D-A-D『A PRAYER FOR THE LOUD』(2019)
2019年5月末にリリースされた、デンマークのD-A-Dによる通算12作目のオリジナルアルバム。
2014年に結成30周年を祝うベストアルバム『DISN30LAND AF30R D30K』を発表しているものの、彼らがオリジナル作品は2011年の『DIC・NII・LAN・DAFT・ERD・ARK』以来8年ぶりのこと。ここ数作は本国でのチャートアクションも良好で、今作は1位を獲得しています。
80年代から幾度にわたりコラボしてきたニック・フォス(DIZZY MIZZ LIZZY、ティム・クリステンセン、MICHAEL LEARNS TO ROCKなど)をプロデューサーに、ルーン・ニッセン・ペターソンをミキシングエンジニアに迎えた本作は、完成までに3年近い歳月を要したとのこと。もちろん、その間にはツアーが入ったことで何度か中断もしているのですが、ベストアルバムで30年の活動にひとつの区切りをつけ、新たな領域へと突入しようとするバンドの強い意思のもと、根を詰めて制作と向き合ったんだなってことが十分伝わってくる1枚です。
とにかく、終始隙のないオールドスタイルのハードロックが展開されていて、オープニングの「Burning Star」からラストの「If The World Just」までの全11曲、約44分があっという間に過ぎ去っていきます。「あっという間」と書きましたが、別に印象に残らないという意味ではありません。どの曲も一度聴いたらシンガロングできそうなキャッチーさと、初めて聴いてもノレてしまうシンプルなカッコよさとが相まって、気づいたら気持ちよくなってアルバムの世界に入り込んでしまっている。シンプルにそれだけなんです。

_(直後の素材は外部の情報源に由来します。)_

//! Onboarding status enums.

use std::str::FromStr;

use serde::{Deserialize, Serialize};

/// Coarse onboarding state of a merchant account.
#[derive(Debug, Clone, Copy, PartialEq, Eq, Hash, Serialize, Deserialize, Default)]
pub enum OnboardingState {
    /// Some onboarding phase is still outstanding.
    #[default]
    PendingCompletion,

    /// Every phase is complete and the account is active.
    ActiveAndOnboarded,
}

impl OnboardingState {
    /// Returns the state name as a string.
    pub fn as_str(&self) -> &'static str {
        match self {
            OnboardingState::PendingCompletion => "PendingCompletion",
            OnboardingState::ActiveAndOnboarded => "ActiveAndOnboarded",
        }
    }
}

impl std::fmt::Display for OnboardingState {
    fn fmt(&self, f: &mut std::fmt::Formatter<'_>) -> std::fmt::Result {
        write!(f, "{}", self.as_str())
    }
}

impl FromStr for OnboardingState {
    type Err = String;

    fn from_str(s: &str) -> Result<Self, Self::Err> {
        match s {
            "PendingCompletion" => Ok(OnboardingState::PendingCompletion),
            "ActiveAndOnboarded" => Ok(OnboardingState::ActiveAndOnboarded),
            other => Err(format!("unknown onboarding state: {other}")),
        }
    }
}

/// Fine-grained onboarding phase.
///
/// Phases only move forward:
/// ```text
/// NotStarted ──► IdentityOnboardingStarted ──► IdentityOnboardingCompleted
///   ──► PaymentOnboardingStarted ──► PaymentOnboardingCompleted
///   ──► CatalogueOnboardingStarted ──► CatalogueOnboardingCompleted
///   ──► ComplianceOnboardingStarted ──► ComplianceOnboardingCompleted
/// ```
///
/// Any stored or serialized value this build does not know decodes to
/// [`OnboardingDetail::Unrecognized`].
#[derive(Debug, Clone, Copy, PartialEq, Eq, Hash, Serialize, Deserialize, Default)]
pub enum OnboardingDetail {
    #[default]
    NotStarted,
    IdentityOnboardingStarted,
    IdentityOnboardingCompleted,
    PaymentOnboardingStarted,
    PaymentOnboardingCompleted,
    CatalogueOnboardingStarted,
    CatalogueOnboardingCompleted,
    ComplianceOnboardingStarted,
    /// Terminal phase.
    ComplianceOnboardingCompleted,
    #[serde(other)]
    Unrecognized,
}

impl OnboardingDetail {
    /// All known phases in order.
    pub const PHASES: [OnboardingDetail; 9] = [
        OnboardingDetail::NotStarted,
        OnboardingDetail::IdentityOnboardingStarted,
        OnboardingDetail::IdentityOnboardingCompleted,
        OnboardingDetail::PaymentOnboardingStarted,
        OnboardingDetail::PaymentOnboardingCompleted,
        OnboardingDetail::CatalogueOnboardingStarted,
        OnboardingDetail::CatalogueOnboardingCompleted,
        OnboardingDetail::ComplianceOnboardingStarted,
        OnboardingDetail::ComplianceOnboardingCompleted,
    ];

    /// Position of this phase in [`Self::PHASES`], or `None` if unrecognized.
    pub fn ordinal(&self) -> Option<usize> {
        Self::PHASES.iter().position(|phase| phase == self)
    }

    /// Returns the phase that follows this one.
    ///
    /// The terminal phase maps to itself and an unrecognized phase maps
    /// to `NotStarted`.
    pub fn next(&self) -> OnboardingDetail {
        match self {
            OnboardingDetail::NotStarted => OnboardingDetail::IdentityOnboardingStarted,
            OnboardingDetail::IdentityOnboardingStarted => {
                OnboardingDetail::IdentityOnboardingCompleted
            }
            OnboardingDetail::IdentityOnboardingCompleted => {
                OnboardingDetail::PaymentOnboardingStarted
            }
            OnboardingDetail::PaymentOnboardingStarted => {
                OnboardingDetail::PaymentOnboardingCompleted
            }
            OnboardingDetail::PaymentOnboardingCompleted => {
                OnboardingDetail::CatalogueOnboardingStarted
            }
            OnboardingDetail::CatalogueOnboardingStarted => {
                OnboardingDetail::CatalogueOnboardingCompleted
            }
            OnboardingDetail::CatalogueOnboardingCompleted => {
                OnboardingDetail::ComplianceOnboardingStarted
            }
            OnboardingDetail::ComplianceOnboardingStarted => {
                OnboardingDetail::ComplianceOnboardingCompleted
            }
            OnboardingDetail::ComplianceOnboardingCompleted => {
                OnboardingDetail::ComplianceOnboardingCompleted
            }
            OnboardingDetail::Unrecognized => OnboardingDetail::NotStarted,
        }
    }

    /// Returns true if this is the terminal phase.
    pub fn is_terminal(&self) -> bool {
        matches!(self, OnboardingDetail::ComplianceOnboardingCompleted)
    }

    /// Returns the phase name as a string.
    pub fn as_str(&self) -> &'static str {
        match self {
            OnboardingDetail::NotStarted => "NotStarted",
            OnboardingDetail::IdentityOnboardingStarted => "IdentityOnboardingStarted",
            OnboardingDetail::IdentityOnboardingCompleted => "IdentityOnboardingCompleted",
            OnboardingDetail::PaymentOnboardingStarted => "PaymentOnboardingStarted",
            OnboardingDetail::PaymentOnboardingCompleted => "PaymentOnboardingCompleted",
            OnboardingDetail::CatalogueOnboardingStarted => "CatalogueOnboardingStarted",
            OnboardingDetail::CatalogueOnboardingCompleted => "CatalogueOnboardingCompleted",
            OnboardingDetail::ComplianceOnboardingStarted => "ComplianceOnboardingStarted",
            OnboardingDetail::ComplianceOnboardingCompleted => "ComplianceOnboardingCompleted",
            OnboardingDetail::Unrecognized => "Unrecognized",
        }
    }
}

impl std::fmt::Display for OnboardingDetail {
    fn fmt(&self, f: &mut std::fmt::Formatter<'_>) -> std::fmt::Result {
        write!(f, "{}", self.as_str())
    }
}

impl FromStr for OnboardingDetail {
    type Err = std::convert::Infallible;

    /// Never fails: unknown names decode to `Unrecognized`.
    fn from_str(s: &str) -> Result<Self, Self::Err> {
        Ok(Self::PHASES
            .iter()
            .copied()
            .find(|phase| phase.as_str() == s)
            .unwrap_or(OnboardingDetail::Unrecognized))
    }
}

また、「隙のない」という表現もサウンドそのものを指したものではなく、ロックンロールアルバムとしての起承転結が完璧という意味で用いたもの。音やアンサンブルそのものは適度の隙間が用意されたもので、重すぎず軽すぎずの程よさ。AC/DCを彷彿とさせるドライブ感の強いハードロックからミドルテンポのロックンロール、アコースティックギターを用いた男臭いバラードなど、この手のハードロックとしてはかなりバラエティ豊かなほうなんじゃないでしょうか。
基本的には世界デビュー(および日本デビュー作)となった3rdアルバム『NO FUEL LEFT FOR THE PILGRIMS』(1989年)での路線から大きな変化はありません。強いて挙げればパンキッシュさが減退したこと、楽曲のバラエティの幅が広がったこと、そして1曲1曲の“濃さ”が深まったこと。だけど、その小さな変化が実はこのアルバムに大きな影響を及ぼしていると思うんです。
『NO FUEL LEFT FOR THE PILGRIMS』から数えても今年で30年。音楽シーンの変化と同じで、そりゃあバンドにもいろんな変遷がありましたもの。でも、そういった“実験”がすべてこのアルバムに集約されている……というのは言い過ぎでしょうか。だけど、そう口にしたくなるくらい説得力の強い音が詰め込まれているんですよね。いやあ、最高にカッコいくてデカイ音で鳴らしたい、問答無用にクールな1枚です。